For a long time, philosophers have sought to define the essential aspects of the self. In contemporary culture, exclamations such as “be true to yourself”, “you’re not being yourself” consider that the ‘self’ is defined and a trustworthy container within which you can be found. Emerging theories of selfhood recognise that it isn’t so simple. We know that we can have as many social selves as the people who recognise us. Rather than being fixed and always coherent, an alternative understanding is that our personalities can be participated in as a plethora of parallel processes and possibilities.  Of transformation.
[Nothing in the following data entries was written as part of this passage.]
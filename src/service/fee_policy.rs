use bigdecimal::BigDecimal;

use crate::{
    models::escrowmodel::FeeQuote,
    utils::currency::{basis_points_of, round2},
};

/// Platform fee rule applied when an escrow is opened for a milestone.
pub trait FeePolicy: Send + Sync {
    fn quote(&self, milestone_amount: &BigDecimal) -> FeeQuote;
}

/// Flat percentage (in basis points) charged to the client on top of the
/// milestone amount and withheld from the freelancer's payout.
#[derive(Debug, Clone, Copy)]
pub struct PercentageFeePolicy {
    pub bps: u32,
}

impl PercentageFeePolicy {
    pub fn new(bps: u32) -> Self {
        Self { bps }
    }
}

impl FeePolicy for PercentageFeePolicy {
    fn quote(&self, milestone_amount: &BigDecimal) -> FeeQuote {
        let amount = round2(milestone_amount);
        let service_charge = basis_points_of(&amount, self.bps);

        FeeQuote {
            total_amount: &amount + &service_charge,
            amount_to_freelancer: &amount - &service_charge,
            service_charge,
        }
    }
}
Of continuous becoming.

Interfacial Intimacies brings together artists who hold and express tenderly the multiple aspects of their selves through a series of portraiture and anti-portraiture. Photography, film, installations, sculpture, textile, and performance in this exhibition explore the tensions of our networked personalities - our shadows, our masks, our shame. 

Artists: Bruno Booth, Amrita Hepi, Léuli Eshrāghi, Bhenji Ra, Aleks Danko, Cassie Sullivan, Georgia Morgan, Cigdem Aydemir, David Rosetzky, and Shea Kirk.

Curator: Caine Chennatt

 

Originally presented by Dark Mofo and the Plimsoll Gallery, University of Tasmania. 

Interfacial Intimacies is an exhibition curated by Caine Chennatt, developed by the Plimsoll Gallery and toured by Contemporary Art Tasmania.

The Plimsoll Gallery is supported by the University of Tasmania. Contemporary Art Tasmania is supported by the Australian Government through Creative Australia, its principal arts funding body, by the Visual Arts and Craft Strategy and is assisted through Arts Tasmania by the Minister for the Arts.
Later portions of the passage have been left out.